- _PROVIDED RECORDS_
//! Care modality offered by a therapist.

use core::fmt;
use std::str::FromStr;

use serde::{Deserialize, Serialize};

#[derive(thiserror::Error, Debug, Clone, PartialEq, Eq)]
#[error("unknown modality: {0}")]
pub struct ModalityError(pub String);

/// How sessions are delivered. Stored as lowercase text (`inperson`, `online`, `hybrid`).
#[derive(Debug, Clone, Copy, PartialEq, Eq, Hash, Default, Serialize, Deserialize)]
#[serde(rename_all = "lowercase")]
pub enum Modality {
    #[default]
    #[serde(rename = "inperson")]
    InPerson,
    Online,
    Hybrid,
}

impl Modality {
    pub const ALL: [Self; 3] = [Self::InPerson, Self::Online, Self::Hybrid];

    #[must_use]
    pub const fn as_str(self) -> &'static str {
        match self {
            Self::InPerson => "inperson",
            Self::Online => "online",
            Self::Hybrid => "hybrid",
        }
    }

    /// Spanish label shown on the pro pages and the public preview.
    #[must_use]
    pub const fn label(self) -> &'static str {
        match self {
            Self::InPerson => "Presencial",
            Self::Online => "Online",
            Self::Hybrid => "Híbrida",
        }
    }

    /// Lenient parse used by application intake: anything unrecognised is in-person.
    #[must_use]
    pub fn parse_or_default(input: Option<&str>) -> Self {
        input.and_then(|s| s.parse().ok()).unwrap_or_default()
    }
}

impl fmt::Display for Modality {
    fn fmt(&self, f: &mut fmt::Formatter<'_>) -> fmt::Result {
        f.write_str(self.as_str())
    }
}

impl FromStr for Modality {
    type Err = ModalityError;

    fn from_str(s: &str) -> Result<Self, Self::Err> {
        match s {
            "inperson" => Ok(Self::InPerson),
            "online" => Ok(Self::Online),
            "hybrid" => Ok(Self::Hybrid),
            other => Err(ModalityError(other.to_owned())),
        }
    }
}

#[cfg(test)]
#[allow(clippy::unwrap_used)]
mod tests {
    use super::*;

    #[test]
    fn test_text_form_matches_storage() {
        for modality in Modality::ALL {
            assert_eq!(modality.as_str().parse::<Modality>().unwrap(), modality);
        }
        assert_eq!(
            serde_json::to_string(&Modality::InPerson).unwrap(),
            "\"inperson\""
        );
    }

    #[test]
    fn test_strict_parse_rejects_unknown() {
        assert_eq!(
            "presencial".parse::<Modality>(),
            Err(ModalityError("presencial".to_owned()))
        );
    }

    #[test]
    fn test_lenient_parse_defaults_to_in_person() {
        assert_eq!(Modality::parse_or_default(Some("online")), Modality::Online);
        assert_eq!(Modality::parse_or_default(Some("Online")), Modality::InPerson);
        assert_eq!(Modality::parse_or_default(None), Modality::InPerson);
    }
}
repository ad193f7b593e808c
//! Custom Askama template filters.

#![allow(clippy::unnecessary_wraps)]

use std::fmt::Display;

/// Returns the current year.
///
/// Usage in templates: `{{ ""|current_year }}`
#[askama::filter_fn]
pub fn current_year(_value: impl Display, _env: &dyn askama::Values) -> askama::Result<i32> {
    use chrono::Datelike;
    Ok(chrono::Utc::now().year())
}
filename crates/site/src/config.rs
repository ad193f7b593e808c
//! Site configuration loaded from environment variables.
//!
//! # Environment Variables
//!
//! ## Required
//! - `SITE_SESSION_SECRET` - Cookie encryption secret (min 32 chars, high entropy)
//!
//! ## Optional
//! - `SITE_DATABASE_URL` / `DATABASE_URL` - `PostgreSQL` connection string. Without it
//!   intake and the pro pages answer 500 and the onboarding check fails open.
//! - `SITE_URL` - Public origin, used to build the invitation callback URL
//! - `SITE_HOST` - Bind address (default: 127.0.0.1)
//! - `SITE_PORT` - Listen port (default: 3000)
//! - `SUPABASE_URL` + `SUPABASE_ANON_KEY` - Identity provider. Without them nobody
//!   can sign in and every protected `/pro` page redirects to the login page.
//! - `SUPABASE_SERVICE_ROLE_KEY` - Enables invitations after intake
//! - `AUTO_INVITE_PROS` - Set to `false` to skip invitations (default: enabled)
//! - `SENTRY_DSN`, `SENTRY_ENVIRONMENT`, `SENTRY_SAMPLE_RATE`, `SENTRY_TRACES_SAMPLE_RATE`

use std::collections::HashMap;
use std::net::{IpAddr, SocketAddr};

use secrecy::{ExposeSecret, SecretString};
use thiserror::Error;

const MIN_SESSION_SECRET_LENGTH: usize = 32;
const MIN_ENTROPY_BITS_PER_CHAR: f64 = 3.3;

/// Blocklist of common placeholder patterns (case-insensitive)
const PLACEHOLDER_PATTERNS: &[&str] = &[
    "your-",
    "changeme",
    "replace",
    "placeholder",
    "example",
    "secret",
    "password",
    "xxx",
    "todo",
    "fixme",
    "insert",
    "enter-",
    "put-your",
    "add-your",
];

/// Configuration errors that can occur during loading.
#[derive(Debug, Error)]
pub enum ConfigError {
    #[error("Missing environment variable: {0}")]
    MissingEnvVar(String),
    #[error("Invalid environment variable {0}: {1}")]
    InvalidEnvVar(String, String),
    #[error("Insecure secret in {0}: {1}")]
    InsecureSecret(String, String),
}

/// Site configuration, built once at startup and shared read-only.
#[derive(Debug, Clone)]
pub struct SiteConfig {
    /// `PostgreSQL` connection URL (contains password)
    pub database_url: Option<SecretString>,
    pub host: IpAddr,
    pub port: u16,
    /// Public origin without trailing slash, e.g. `https://psicofinders.com`
    pub site_url: Option<String>,
    /// Secret the cookie encryption key is derived from
    pub session_secret: SecretString,
    pub identity: Option<IdentityConfig>,
    /// Invite applicants to create their account after intake
    pub auto_invite: bool,
    pub sentry_dsn: Option<String>,
    pub sentry_environment: Option<String>,
    pub sentry_sample_rate: f32,
    pub sentry_traces_sample_rate: f32,
}

/// Identity provider (Supabase Auth) settings.
///
/// Implements `Debug` manually to redact keys.
#[derive(Clone)]
pub struct IdentityConfig {
    /// Project URL, e.g. `https://abcd.supabase.co`
    pub url: String,
    /// Public key sent as `apikey` on user-facing calls
    pub anon_key: SecretString,
    /// Admin key for invitations; absent disables them
    pub service_role_key: Option<SecretString>,
}

impl std::fmt::Debug for IdentityConfig {
    fn fmt(&self, f: &mut std::fmt::Formatter<'_>) -> std::fmt::Result {
        f.debug_struct("IdentityConfig")
            .field("url", &self.url)
            .field("anon_key", &"[REDACTED]")
            .field(
                "service_role_key",
                &self.service_role_key.as_ref().map(|_| "[REDACTED]"),
            )
            .finish()
    }
}

impl SiteConfig {
    /// Load configuration from environment variables.
    ///
    /// Calls `dotenvy::dotenv()` to load from `.env` file if present.
    ///
    /// # Errors
    ///
    /// Returns `ConfigError` if required variables are missing, invalid, or
    /// if secrets fail validation (placeholder detection, entropy check).
    pub fn from_env() -> Result<Self, ConfigError> {
        // Load .env file if present (ignore errors if not found)
        let _ = dotenvy::dotenv();

        let database_url = get_database_url("SITE_DATABASE_URL");
        let host = get_env_or_default("SITE_HOST", "127.0.0.1")
            .parse::<IpAddr>()
            .map_err(|e| ConfigError::InvalidEnvVar("SITE_HOST".to_string(), e.to_string()))?;
        let port = get_env_or_default("SITE_PORT", "3000")
            .parse::<u16>()
            .map_err(|e| ConfigError::InvalidEnvVar("SITE_PORT".to_string(), e.to_string()))?;
        let site_url = get_optional_env("SITE_URL").map(|url| normalize_origin(&url));
        let session_secret = get_validated_secret("SITE_SESSION_SECRET")?;
        validate_session_secret(&session_secret, "SITE_SESSION_SECRET")?;

        let identity = IdentityConfig::from_env();
        let auto_invite = get_optional_env("AUTO_INVITE_PROS").as_deref() != Some("false");

        Ok(Self {
            database_url,
            host,
            port,
            site_url,
            session_secret,
            identity,
            auto_invite,
            sentry_dsn: get_optional_env("SENTRY_DSN"),
            sentry_environment: get_optional_env("SENTRY_ENVIRONMENT"),
            sentry_sample_rate: parse_rate("SENTRY_SAMPLE_RATE", 1.0)?,
            sentry_traces_sample_rate: parse_rate("SENTRY_TRACES_SAMPLE_RATE", 0.1)?,
        })
    }

    /// Returns the socket address for binding the server.
    #[must_use]
    pub const fn socket_addr(&self) -> SocketAddr {
        SocketAddr::new(self.host, self.port)
    }

    /// Where the identity provider sends invited users back to.
    #[must_use]
    pub fn callback_url(&self) -> Option<String> {
        self.site_url
            .as_ref()
            .map(|origin| format!("{origin}/auth/callback"))
    }

    /// Cookies get the `Secure` flag unless the site is served over plain http.
    #[must_use]
    pub fn secure_cookies(&self) -> bool {
        !self
            .site_url
            .as_deref()
            .is_some_and(|url| url.starts_with("http://"))
    }
}

impl IdentityConfig {
    /// Both the URL and the public key must be set; either alone is ignored.
    fn from_env() -> Option<Self> {
        let url = get_optional_env("SUPABASE_URL")?;
        let anon_key = get_optional_env("SUPABASE_ANON_KEY")?;
        Some(Self {
            url: normalize_origin(&url),
            anon_key: SecretString::from(anon_key),
            service_role_key: get_optional_env("SUPABASE_SERVICE_ROLE_KEY").map(SecretString::from),
        })
    }
}

// =============================================================================
// Helper Functions
// =============================================================================

fn normalize_origin(url: &str) -> String {
    url.trim().trim_end_matches('/').to_owned()
}

/// Get a required environment variable.
fn get_required_env(key: &str) -> Result<String, ConfigError> {
    std::env::var(key).map_err(|_| ConfigError::MissingEnvVar(key.to_string()))
}

/// Database URL with fallback to generic `DATABASE_URL` (used by Fly.io postgres attach).
fn get_database_url(primary_key: &str) -> Option<SecretString> {
    get_optional_env(primary_key)
        .or_else(|| get_optional_env("DATABASE_URL"))
        .map(SecretString::from)
}

/// Get an optional environment variable; blank counts as unset.
fn get_optional_env(key: &str) -> Option<String> {
    std::env::var(key).ok().filter(|v| !v.trim().is_empty())
}

/// Get an environment variable with a default value.
fn get_env_or_default(key: &str, default: &str) -> String {
    std::env::var(key).unwrap_or_else(|_| default.to_string())
}

fn parse_rate(key: &str, default: f32) -> Result<f32, ConfigError> {
    let Some(raw) = get_optional_env(key) else {
        return Ok(default);
    };
    match raw.parse::<f32>() {
        Ok(rate) if (0.0..=1.0).contains(&rate) => Ok(rate),
        _ => Err(ConfigError::InvalidEnvVar(
            key.to_string(),
            format!("expected a number between 0 and 1, got {raw}"),
        )),
    }
}

/// Validate that a session secret meets minimum length requirements.
fn validate_session_secret(secret: &SecretString, var_name: &str) -> Result<(), ConfigError> {
    let value = secret.expose_secret();
    if value.len() < MIN_SESSION_SECRET_LENGTH {
        return Err(ConfigError::InsecureSecret(
            var_name.to_string(),
            format!(
                "must be at least {} characters (got {})",
                MIN_SESSION_SECRET_LENGTH,
                value.len()
            ),
        ));
    }
    Ok(())
}

/// Calculate Shannon entropy in bits per character.
fn shannon_entropy(s: &str) -> f64 {
    if s.is_empty() {
        return 0.0;
    }

    let mut freq: HashMap<char, usize> = HashMap::new();
    for c in s.chars() {
        *freq.entry(c).or_insert(0) += 1;
    }

    #[allow(clippy::cast_precision_loss)] // String length will never exceed f64 precision
    let len = s.chars().count() as f64;
    freq.values()
        .map(|&count| {
            #[allow(clippy::cast_precision_loss)]
            let p = count as f64 / len;
            -p * p.log2()
        })
        .sum()
}

/// Validate that a secret is not a placeholder and has sufficient entropy.
fn validate_secret_strength(secret: &str, var_name: &str) -> Result<(), ConfigError> {
    let lower = secret.to_lowercase();

    if let Some(pattern) = PLACEHOLDER_PATTERNS.iter().find(|p| lower.contains(*p)) {
        return Err(ConfigError::InsecureSecret(
            var_name.to_string(),
            format!("appears to be a placeholder (contains '{pattern}')"),
        ));
    }

    let entropy = shannon_entropy(secret);
    if entropy < MIN_ENTROPY_BITS_PER_CHAR {
        return Err(ConfigError::InsecureSecret(
            var_name.to_string(),
            format!(
                "entropy too low ({entropy:.2} bits/char, need >= {MIN_ENTROPY_BITS_PER_CHAR:.1}). Use a randomly generated secret."
            ),
        ));
    }

    Ok(())
}

/// Load and validate a secret from environment.
fn get_validated_secret(key: &str) -> Result<SecretString, ConfigError> {
    let value = get_required_env(key)?;
    validate_secret_strength(&value, key)?;
    Ok(SecretString::from(value))
}

#[cfg(test)]
#[allow(clippy::unwrap_used)]
pub(crate) mod tests {
    use super::*;

    /// Configuration for router tests: no database, no identity provider.
    pub(crate) fn test_config() -> SiteConfig {
        SiteConfig {
            database_url: None,
            host: "127.0.0.1".parse().unwrap(),
            port: 3000,
            site_url: Some("https://psicofinders.test".to_string()),
            session_secret: SecretString::from("Zq8#vL2m!Rt6@pW9xK4$nB7&cY1^hJ3*"),
            identity: None,
            auto_invite: true,
            sentry_dsn: None,
            sentry_environment: None,
            sentry_sample_rate: 1.0,
            sentry_traces_sample_rate: 0.0,
        }
    }

    #[test]
    fn test_shannon_entropy_uniform() {
        assert!((shannon_entropy("aaaaaaa") - 0.0).abs() < f64::EPSILON);
        assert!((shannon_entropy("abab") - 1.0).abs() < 0.01);
    }

    #[test]
    fn test_placeholder_secret_rejected() {
        let err = validate_secret_strength("changeme-changeme-changeme-12345", "SITE_SESSION_SECRET")
            .unwrap_err();
        assert!(matches!(err, ConfigError::InsecureSecret(_, _)));
    }

    #[test]
    fn test_low_entropy_secret_rejected() {
        assert!(validate_secret_strength(&"ab".repeat(20), "SITE_SESSION_SECRET").is_err());
    }

    #[test]
    fn test_random_secret_accepted() {
        let config = test_config();
        let secret = config.session_secret.expose_secret();
        assert!(validate_secret_strength(secret, "SITE_SESSION_SECRET").is_ok());
        assert!(validate_session_secret(&config.session_secret, "SITE_SESSION_SECRET").is_ok());
    }

    #[test]
    fn test_short_session_secret_rejected() {
        let short = SecretString::from("Zq8#vL2m!Rt6");
        assert!(validate_session_secret(&short, "SITE_SESSION_SECRET").is_err());
    }

    #[test]
    fn test_callback_url_and_cookie_security() {
        let mut config = test_config();
        assert_eq!(
            config.callback_url().as_deref(),
            Some("https://psicofinders.test/auth/callback")
        );
        assert!(config.secure_cookies());

        config.site_url = Some(normalize_origin("http://localhost:3000/ "));
        assert_eq!(
            config.callback_url().as_deref(),
            Some("http://localhost:3000/auth/callback")
        );
        assert!(!config.secure_cookies());

        config.site_url = None;
        assert_eq!(config.callback_url(), None);
    }

    #[test]
    fn test_identity_config_debug_redacts_keys() {
        let identity = IdentityConfig {
            url: "https://abcd.supabase.co".to_string(),
            anon_key: SecretString::from("anon-key-value"),
            service_role_key: Some(SecretString::from("service-role-value")),
        };
        let rendered = format!("{identity:?}");
        assert!(rendered.contains("abcd.supabase.co"));
        assert!(!rendered.contains("anon-key-value"));
        assert!(!rendered.contains("service-role-value"));
    }

    #[test]
    fn test_socket_addr() {
        let addr = test_config().socket_addr();
        assert_eq!(addr.to_string(), "127.0.0.1:3000");
    }
}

- _EXERCISE BRIEF_
Check each line of the records for the word "allow" and extract those that contain it.

- _RESPONSE_
#[allow(clippy::unwrap_used)]
#![allow(clippy::unnecessary_wraps)]
    #[allow(clippy::cast_precision_loss)] // String length will never exceed f64 precision
            #[allow(clippy::cast_precision_loss)]
#[allow(clippy::unwrap_used)]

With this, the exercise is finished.